La controversia desatada por la estimación de 3.000 toneladas de cocaína potencial en Colombia reconfiguró el tablero regional de la política antidrogas. El Gobierno colombiano cuestionó la metodología de la ONU por considerar que exagera la capacidad productiva del país y distorsiona los resultados recientes en reducción de cultivos y acciones operativas. En paralelo, surgió un debate más amplio sobre la capacidad de los organismos multilaterales para medir fenómenos ilícitos complejos sin generar lecturas que afecten la legitimidad política de los Estados que monitorean.
En este escenario, el caso de Bolivia volvió a adquirir centralidad. La revisión crítica solicitada por La Paz sobre la clasificación internacional de la hoja de coca confronta directamente la lógica prohibicionista que domina los tratados desde mediados del siglo XX. Para Bolivia, mantener la coca en listas de fiscalización estricta es un error histórico que no distingue entre usos tradicionales y procesamiento ilícito, y que termina castigando prácticas culturales andinas sin un sustento técnico actualizado.
La coincidencia entre ambos países reside en la pugna por las metodologías de medición. Colombia rechaza que la ONU proyecte incrementos productivos con base en supuestos sobre eficiencia criminal, mientras Bolivia denuncia que los informes de cultivos sobredimensionan la relación entre hoja natural y cocaína. Ambos gobiernos señalan que estas cifras, al ser tomadas como referencia por socios internacionales, influyen en cooperación, financiamiento y reputación exterior, generando tensiones que trascienden lo técnico.
La discusión también apunta a los modelos alternativos de regulación. Colombia impulsa una estrategia centrada en desarrollo rural y sustitución voluntaria, en vez de priorizar la erradicación forzada. Bolivia, por su parte, enfatiza el control comunitario y la defensa de los usos tradicionales de la coca. Estas visiones contrastan con los parámetros uniformes de la ONU, que buscan estandarizar criterios en un ámbito marcado por profundas diferencias culturales, territoriales y socioeconómicas.
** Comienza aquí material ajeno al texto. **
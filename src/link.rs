use crate::error::AnalyzerError;

/// Extract the playlist id from a sharable link of the form
/// `https://<host>/playlist/<id>?si=<token>`.
///
/// This is the lenient parser: only the `/playlist/<id>` path segment is
/// required, and any query string is ignored.
pub fn parse_playlist_url(url: &str) -> Result<String, AnalyzerError> {
    let (_, rest) = url.split_once("/playlist/").ok_or_else(|| {
        AnalyzerError::Validation(format!("'{url}' does not contain a /playlist/ segment"))
    })?;

    let id = rest.split(['?', '/', '#']).next().unwrap_or("");
    if id.is_empty() {
        return Err(AnalyzerError::Validation(format!(
            "'{url}' has an empty playlist id"
        )));
    }

    Ok(id.to_string())
}

/// Strict variant: additionally requires a non-empty `si=` share token in
/// the query string, the form the catalog's share button produces.
pub fn parse_playlist_url_strict(url: &str) -> Result<String, AnalyzerError> {
    let query = url.split_once('?').map(|(_, q)| q).unwrap_or("");
    let has_share_token = query
        .split('&')
        .any(|pair| pair.starts_with("si=") && pair.len() > "si=".len());

    if !has_share_token {
        return Err(AnalyzerError::Validation(format!(
            "'{url}' is missing the si= share token required in strict mode"
        )));
    }

    parse_playlist_url(url)
}
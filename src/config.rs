use anyhow::Result;

/// Configuration loaded from environment variables
#[derive(Debug, Clone)]
pub struct Config {
    pub api_url: String,
    pub token_url: String,
    pub client_id: String,
    pub client_secret: String,
}

/// Load configuration from `.env` and environment
pub fn load_config() -> Result<Config> {
    // Load `.env` file if present
    dotenv::dotenv().ok();
    // Credentials are required; the endpoints default to the public catalog
    let client_id = std::env::var("CATALOG_CLIENT_ID")?;
    let client_secret = std::env::var("CATALOG_CLIENT_SECRET")?;
    let api_url =
        std::env::var("CATALOG_API_URL").unwrap_or_else(|_| "https://api.spotify.com/v1".to_string());
    let token_url = std::env::var("CATALOG_TOKEN_URL")
        .unwrap_or_else(|_| "https://accounts.spotify.com/api/token".to_string());
    Ok(Config {
        api_url,
        token_url,
        client_id,
        client_secret,
    })
}
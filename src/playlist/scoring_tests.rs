use std::collections::HashMap;

use approx::assert_relative_eq;

use crate::client::MockCatalogClient;
use crate::error::AnalyzerError;
use crate::models::Track;
use crate::playlist::genres::{GenreMap, GenreResolver};
use crate::playlist::scoring::{PlaylistScoring, ScoreWeights};

fn track(name: &str, artists: Vec<&str>, popularity: u8, year: Option<i32>, album: &str) -> Track {
    Track {
        name: name.to_string(),
        artists: artists.into_iter().map(str::to_string).collect(),
        popularity,
        release_year: year,
        album: album.to_string(),
    }
}

/// Client whose artist search returns fixed genre tags per artist
fn client_with_genres(genres: Vec<(&'static str, Vec<&'static str>)>) -> MockCatalogClient {
    let table: HashMap<String, Vec<String>> = genres
        .into_iter()
        .map(|(artist, tags)| {
            (
                artist.to_string(),
                tags.into_iter().map(str::to_string).collect(),
            )
        })
        .collect();

    let mut client = MockCatalogClient::new();
    client
        .expect_search_artist_genres()
        .returning(move |name| Ok(table.get(name).cloned().unwrap_or_default()));
    client
}

#[test]
fn worked_example_matches_hand_computed_score() {
    // Two tracks, two artists, one parent genre:
    // 0.3*1.0 + 0.2*0.70 + 0.25*1.0 + 0.25*0.04 = 0.705
    let tracks = vec![
        track("Song One", vec!["Artist A"], 80, Some(2020), "Album A"),
        track("Song Two", vec!["Artist B"], 60, Some(2021), "Album B"),
    ];
    let client = client_with_genres(vec![
        ("Artist A", vec!["synth pop"]),
        ("Artist B", vec!["dance pop"]),
    ]);
    let mut resolver = GenreResolver::new(&client);
    let map = GenreMap::with_default_taxonomy();

    let score =
        PlaylistScoring::score(&tracks, &mut resolver, &map, &ScoreWeights::default()).unwrap();

    assert_relative_eq!(score.artist_diversity, 1.0);
    assert_relative_eq!(score.popularity, 0.70);
    assert_relative_eq!(score.genre_cohesion, 1.0);
    assert_relative_eq!(score.length, 0.04);
    assert_relative_eq!(score.overall, 0.705, epsilon = 1e-6);
}

#[test]
fn all_components_stay_in_unit_range() {
    let tracks = vec![
        track("One", vec!["A"], 100, Some(2019), "X"),
        track("Two", vec!["A"], 0, Some(2020), "Y"),
        track("Three", vec!["B", "C"], 55, None, "Z"),
        track("Four", vec!["D"], 77, Some(2021), "W"),
    ];
    let client = client_with_genres(vec![
        ("A", vec!["indie rock"]),
        ("B", vec!["detroit techno"]),
        ("C", vec![]),
        ("D", vec!["bebop", "vocal jazz"]),
    ]);
    let mut resolver = GenreResolver::new(&client);
    let map = GenreMap::with_default_taxonomy();

    let score =
        PlaylistScoring::score(&tracks, &mut resolver, &map, &ScoreWeights::default()).unwrap();

    for component in [
        score.artist_diversity,
        score.popularity,
        score.genre_cohesion,
        score.length,
        score.overall,
    ] {
        assert!((0.0..=1.0).contains(&component), "out of range: {component}");
    }
}

#[test]
fn single_parent_genre_is_perfectly_cohesive_at_any_size() {
    let tracks: Vec<Track> = (0..7)
        .map(|i| track(&format!("Song {i}"), vec!["A"], 50, Some(2020), "X"))
        .collect();
    let client = client_with_genres(vec![("A", vec!["norwegian black metal"])]);
    let mut resolver = GenreResolver::new(&client);
    let map = GenreMap::with_default_taxonomy();

    let cohesion = PlaylistScoring::genre_cohesion_score(&tracks, &mut resolver, &map);
    assert_relative_eq!(cohesion, 1.0);
}

#[test]
fn even_two_genre_split_has_zero_cohesion() {
    let mut counts = HashMap::new();
    counts.insert("Pop".to_string(), 1);
    counts.insert("Rock".to_string(), 1);
    assert_relative_eq!(PlaylistScoring::cohesion_from_counts(&counts, 2), 0.0);
}

#[test]
fn empty_playlist_is_an_error() {
    let client = MockCatalogClient::new();
    let mut resolver = GenreResolver::new(&client);
    let map = GenreMap::with_default_taxonomy();

    let err = PlaylistScoring::score(&[], &mut resolver, &map, &ScoreWeights::default())
        .unwrap_err();
    assert!(matches!(err, AnalyzerError::EmptyPlaylist));
}

#[test]
fn default_weights_sum_to_one() {
    assert_relative_eq!(ScoreWeights::default().total(), 1.0);
}

#[test]
fn resolver_queries_each_artist_exactly_once() {
    let tracks = vec![
        track("One", vec!["Artist A"], 50, Some(2020), "X"),
        track("Two", vec!["Artist A"], 60, Some(2020), "Y"),
        track("Three", vec!["Artist B"], 70, Some(2020), "Z"),
    ];

    let mut client = MockCatalogClient::new();
    client
        .expect_search_artist_genres()
        .withf(|name| name == "Artist A")
        .times(1)
        .returning(|_| Ok(vec!["art pop".to_string()]));
    client
        .expect_search_artist_genres()
        .withf(|name| name == "Artist B")
        .times(1)
        .returning(|_| Ok(vec!["chamber pop".to_string()]));

    let mut resolver = GenreResolver::new(&client);
    let map = GenreMap::with_default_taxonomy();

    // Scoring twice with the same resolver must not repeat any query
    PlaylistScoring::score(&tracks, &mut resolver, &map, &ScoreWeights::default()).unwrap();
    PlaylistScoring::score(&tracks, &mut resolver, &map, &ScoreWeights::default()).unwrap();
}

#[test]
fn failed_genre_lookup_is_cached_as_empty() {
    let mut client = MockCatalogClient::new();
    client
        .expect_search_artist_genres()
        .times(1)
        .returning(|_| Err(AnalyzerError::Upstream("search timed out".to_string())));

    let mut resolver = GenreResolver::new(&client);
    assert!(resolver.genres_for_artist("Flaky Artist").is_empty());
    // Second lookup comes from the cache; the mock would panic on a retry
    assert!(resolver.genres_for_artist("Flaky Artist").is_empty());
}
use std::sync::Arc;

use super::client::{segment, ArmClient};
use super::error::ArmError;
use super::lro::{PollOptions, Poller};
use super::models::ResourceGroup;

pub const API_VERSION: &str = "2021-04-01";

pub struct ResourceGroupsClient {
    arm: Arc<ArmClient>,
    poll: PollOptions,
}

impl ResourceGroupsClient {
    pub fn new(arm: Arc<ArmClient>, poll: PollOptions) -> Self {
        Self { arm, poll }
    }

    fn path(name: &str) -> String {
        format!("/resourcegroups/{}", segment(name))
    }

    /// HEAD the group: 204 means it exists, 404 means it does not
    pub async fn check_existence(&self, name: &str) -> Result<bool, ArmError> {
        match self.arm.head(&Self::path(name), API_VERSION).await {
            Ok(_) => Ok(true),
            Err(e) if e.is_not_found() => Ok(false),
            Err(e) => Err(e),
        }
    }

    pub async fn create_or_update(
        &self,
        name: &str,
        location: &str,
    ) -> Result<ResourceGroup, ArmError> {
        let body = ResourceGroup {
            location: Some(location.to_string()),
            ..Default::default()
        };
        let resp = self.arm.put(&Self::path(name), API_VERSION, &body).await?;
        resp.json()
    }

    /// Delete the group and everything in it, waiting for ARM to finish
    pub async fn delete(&self, name: &str) -> Result<(), ArmError> {
        let resp = self.arm.delete(&Self::path(name), API_VERSION).await?;
        Poller::new(&self.arm, &resp, None, self.poll.clone())
            .poll_until_done()
            .await
    }
}
pub mod commands;
pub mod config;
pub mod prompt;

use clap::{Parser, Subcommand};
use std::path::PathBuf;

#[derive(Parser)]
#[command(name = "list-aci-issue")]
#[command(about = "Reproduce the Azure Container Instances list-by-resource-group issue")]
#[command(version)]
pub struct Cli {
    #[command(flatten)]
    pub azure: AzureArgs,

    /// Emit logs as JSON lines
    #[arg(long, global = true)]
    pub log_json: bool,

    /// Defaults to `run`
    #[command(subcommand)]
    pub command: Option<Commands>,
}

#[derive(Subcommand)]
pub enum Commands {
    /// Create the resource group and container groups, list twice, clean up
    Run(RunArgs),
    /// List container groups in the resource group
    List(ListArgs),
    /// Delete a single container group
    DeleteGroup(DeleteGroupArgs),
    /// Delete the resource group and everything in it
    Cleanup(CleanupArgs),
    /// Write a config file with the current settings
    Init(InitArgs),
}

/// Connection and placement settings shared by every command
#[derive(clap::Args, Clone, Debug, Default)]
pub struct AzureArgs {
    /// Subscription to run in (prompted for when not given)
    #[arg(long, env = "AZURE_SUBSCRIPTION_ID", global = true)]
    pub subscription_id: Option<String>,

    /// Resource group to create, list and delete [default: test-list-aci]
    #[arg(long, global = true)]
    pub resource_group: Option<String>,

    /// Azure region [default: eastus2]
    #[arg(long, global = true)]
    pub location: Option<String>,

    /// Resource Manager endpoint [default: https://management.azure.com]
    #[arg(long, env = "ARM_ENDPOINT", global = true)]
    pub endpoint: Option<String>,

    /// Bearer token for Resource Manager (uses `az login` when absent)
    #[arg(long, env = "AZURE_ACCESS_TOKEN", hide_env_values = true, global = true)]
    pub access_token: Option<String>,

    /// Seconds between polls of long-running operations [default: 5]
    #[arg(long, global = true)]
    pub poll_interval_secs: Option<u64>,

    /// Config file with defaults for the flags above
    #[arg(long, global = true)]
    pub config: Option<PathBuf>,
}

#[derive(clap::Args, Clone, Debug, Default)]
pub struct RunArgs {
    /// Container image [default: alpine:latest]
    #[arg(long)]
    pub image: Option<String>,

    /// Number of cg-<i> groups to recreate [default: 1]
    #[arg(long)]
    pub recreate_count: Option<u32>,

    /// Number of list calls [default: 2]
    #[arg(long)]
    pub list_passes: Option<u32>,

    /// Leave the resource group in place afterwards
    #[arg(long)]
    pub keep: bool,
}

#[derive(clap::Args, Clone, Debug)]
pub struct ListArgs {
    /// Number of list calls
    #[arg(long, default_value = "1")]
    pub passes: u32,
}

#[derive(clap::Args, Clone, Debug)]
pub struct DeleteGroupArgs {
    /// Container group name
    pub name: String,
}

#[derive(clap::Args, Clone, Debug)]
pub struct CleanupArgs {
    /// Skip confirmation prompt
    #[arg(long)]
    pub force: bool,
}

#[derive(clap::Args, Clone, Debug)]
pub struct InitArgs {
    /// Container image to record
    #[arg(long)]
    pub image: Option<String>,

    /// Overwrite an existing config file
    #[arg(long)]
    pub force: bool,
}
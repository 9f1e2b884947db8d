use std::future::Future;
use std::time::Duration;

use rand::Rng;

/// How long to wait between attempts against Azure Resource Manager
#[derive(Clone, Debug, Default)]
pub enum Backoff {
    /// Same delay every time
    #[default]
    Fixed,
    /// delay = min(base * 2^attempt + jitter, max)
    Exponential { base_ms: u64, max_ms: u64 },
}

/// Retry policy for transient ARM failures (throttling, gateway errors)
#[derive(Clone, Debug)]
pub struct RetryConfig {
    pub max_attempts: u32,
    pub delay: Duration,
    pub backoff: Backoff,
}

impl Default for RetryConfig {
    fn default() -> Self {
        Self::exponential(3, 800, 10_000)
    }
}

impl RetryConfig {
    pub fn exponential(max_attempts: u32, base_ms: u64, max_ms: u64) -> Self {
        Self {
            max_attempts,
            delay: Duration::from_millis(base_ms),
            backoff: Backoff::Exponential { base_ms, max_ms },
        }
    }

    /// Single attempt, no retries
    pub fn none() -> Self {
        Self {
            max_attempts: 1,
            delay: Duration::ZERO,
            backoff: Backoff::Fixed,
        }
    }

    pub fn delay_for_attempt(&self, attempt: u32) -> Duration {
        match &self.backoff {
            Backoff::Fixed => self.delay,
            Backoff::Exponential { base_ms, max_ms } => {
                let base = base_ms.saturating_mul(2_u64.saturating_pow(attempt));
                let jitter = random_jitter(base / 2);
                Duration::from_millis(base.saturating_add(jitter).min(*max_ms))
            }
        }
    }
}

fn random_jitter(max_jitter: u64) -> u64 {
    if max_jitter == 0 {
        return 0;
    }
    rand::thread_rng().gen_range(0..=max_jitter)
}

/// Errors that are worth another attempt
pub trait IsRetryable {
    fn is_retryable(&self) -> bool;

    /// Delay the server asked for, overriding the configured backoff
    fn retry_after(&self) -> Option<Duration> {
        None
    }
}

/// Run `operation` until it succeeds, fails permanently, or attempts run out.
pub async fn with_retry<F, Fut, T, E>(config: &RetryConfig, mut operation: F) -> Result<T, E>
where
    F: FnMut() -> Fut,
    Fut: Future<Output = Result<T, E>>,
    E: IsRetryable + std::fmt::Display,
{
    let attempts = config.max_attempts.max(1);
    let mut attempt = 0;

    loop {
        match operation().await {
            Ok(result) => return Ok(result),
            Err(e) if e.is_retryable() && attempt + 1 < attempts => {
                let delay = e
                    .retry_after()
                    .unwrap_or_else(|| config.delay_for_attempt(attempt));
                tracing::warn!(
                    attempt = attempt + 1,
                    max = attempts,
                    delay_ms = delay.as_millis() as u64,
                    error = %e,
                    "transient ARM error, retrying"
                );
                tokio::time::sleep(delay).await;
                attempt += 1;
            }
            Err(e) => return Err(e),
        }
    }
}

#[cfg(test)]
mod tests {
    use super::*;
    use std::sync::atomic::{AtomicU32, Ordering};
    use std::sync::Arc;

    #[derive(Debug)]
    struct Flaky {
        retryable: bool,
    }

    struct Throttled(Duration);

    impl std::fmt::Display for Throttled {
        fn fmt(&self, f: &mut std::fmt::Formatter<'_>) -> std::fmt::Result {
            write!(f, "throttled for {:?}", self.0)
        }
    }

    impl IsRetryable for Throttled {
        fn is_retryable(&self) -> bool {
            true
        }

        fn retry_after(&self) -> Option<Duration> {
            Some(self.0)
        }
    }

    impl std::fmt::Display for Flaky {
        fn fmt(&self, f: &mut std::fmt::Formatter<'_>) -> std::fmt::Result {
            write!(f, "flaky (retryable={})", self.retryable)
        }
    }

    impl IsRetryable for Flaky {
        fn is_retryable(&self) -> bool {
            self.retryable
        }
    }

    fn fast(max_attempts: u32) -> RetryConfig {
        RetryConfig {
            max_attempts,
            delay: Duration::from_millis(1),
            backoff: Backoff::Fixed,
        }
    }

    #[tokio::test]
    async fn retries_throttled_calls_until_success() {
        let calls = Arc::new(AtomicU32::new(0));
        let count = calls.clone();

        let result: Result<&str, Flaky> = with_retry(&fast(3), || {
            let n = count.fetch_add(1, Ordering::SeqCst);
            async move {
                if n < 2 {
                    Err(Flaky { retryable: true })
                } else {
                    Ok("done")
                }
            }
        })
        .await;

        assert_eq!(result.unwrap(), "done");
        assert_eq!(calls.load(Ordering::SeqCst), 3);
    }

    #[tokio::test]
    async fn permanent_error_is_returned_immediately() {
        let calls = Arc::new(AtomicU32::new(0));
        let count = calls.clone();

        let result: Result<(), Flaky> = with_retry(&fast(5), || {
            count.fetch_add(1, Ordering::SeqCst);
            async { Err(Flaky { retryable: false }) }
        })
        .await;

        assert!(result.is_err());
        assert_eq!(calls.load(Ordering::SeqCst), 1);
    }

    #[tokio::test]
    async fn gives_up_after_max_attempts() {
        let calls = Arc::new(AtomicU32::new(0));
        let count = calls.clone();

        let result: Result<(), Flaky> = with_retry(&fast(2), || {
            count.fetch_add(1, Ordering::SeqCst);
            async { Err(Flaky { retryable: true }) }
        })
        .await;

        assert!(result.unwrap_err().retryable);
        assert_eq!(calls.load(Ordering::SeqCst), 2);
    }

    #[tokio::test]
    async fn none_means_one_attempt() {
        let calls = Arc::new(AtomicU32::new(0));
        let count = calls.clone();

        let _: Result<(), Flaky> = with_retry(&RetryConfig::none(), || {
            count.fetch_add(1, Ordering::SeqCst);
            async { Err(Flaky { retryable: true }) }
        })
        .await;

        assert_eq!(calls.load(Ordering::SeqCst), 1);
    }

    #[tokio::test(start_paused = true)]
    async fn server_delay_overrides_backoff() {
        let config = RetryConfig {
            max_attempts: 2,
            delay: Duration::from_secs(300),
            backoff: Backoff::Fixed,
        };
        let calls = Arc::new(AtomicU32::new(0));
        let count = calls.clone();
        let started = tokio::time::Instant::now();

        let result: Result<(), Throttled> = with_retry(&config, || {
            let n = count.fetch_add(1, Ordering::SeqCst);
            async move {
                if n == 0 {
                    Err(Throttled(Duration::from_secs(2)))
                } else {
                    Ok(())
                }
            }
        })
        .await;

        assert!(result.is_ok());
        assert_eq!(calls.load(Ordering::SeqCst), 2);
        assert!(started.elapsed() < Duration::from_secs(300));
        assert!(started.elapsed() >= Duration::from_secs(2));
    }

    #[test]
    fn exponential_delay_is_capped() {
        let config = RetryConfig::exponential(10, 100, 1_000);
        assert!(config.delay_for_attempt(0) >= Duration::from_millis(100));
        assert!(config.delay_for_attempt(0) <= Duration::from_millis(150));
        assert_eq!(config.delay_for_attempt(8), Duration::from_millis(1_000));
    }
}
Las tensiones abiertas sugieren un escenario donde América Latina podría ganar protagonismo en la discusión global sobre drogas. La convergencia entre los reclamos de Colombia y Bolivia impulsa un llamado a revisar metodologías, actualizar categorías y reconocer que la economía cocalera no puede ser entendida sin considerar territorialidad, cultura y desigualdad rural. En este sentido, el desafío radica en compatibilizar soberanía nacional con mecanismos multilaterales que buscan uniformidad en un terreno donde la diversidad es estructural.

De fondo, estas controversias reflejan la disputa por el poder de definir la narrativa sobre la coca y la cocaína. Mientras los Estados buscan afirmar su capacidad de control, la ONU defiende métricas que considera esenciales para la cooperación internacional. El resultado es un equilibrio inestable donde cada cifra adquiere peso político, y donde cualquier ajuste metodológico puede modificar la percepción global sobre la región. El debate, lejos de concluir, abre un ciclo de renegociaciones en el que Colombia y Bolivia buscan un asiento más influyente.